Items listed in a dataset
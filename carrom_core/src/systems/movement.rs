use crate::{Body, PendingRemoval};
use hecs::{Without, World};

/// Advance positions by a fraction of one tick's velocity
pub fn integrate(world: &mut World, fraction: f32) {
    for (_entity, body) in world.query_mut::<Without<&mut Body, &PendingRemoval>>() {
        body.pos += body.vel * fraction;
    }
}

#[cfg(test)]
mod tests {
    use super::*;
    use crate::{create_piece, BodyKind, Config};
    use glam::Vec2;

    #[test]
    fn test_integrate_moves_by_velocity() {
        let mut world = World::new();
        let config = Config::new();
        let e = create_piece(&mut world, &config, BodyKind::Light, Vec2::new(100.0, 100.0));
        world.get::<&mut Body>(e).unwrap().vel = Vec2::new(4.0, -2.0);

        integrate(&mut world, 0.5);

        assert_eq!(world.get::<&Body>(e).unwrap().pos, Vec2::new(102.0, 99.0));
    }
}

**Work order**
Copy every line of the records above that contains "Without".

**Task response**
use hecs::{Without, World};
    for (_entity, body) in world.query_mut::<Without<&mut Body, &PendingRemoval>>() {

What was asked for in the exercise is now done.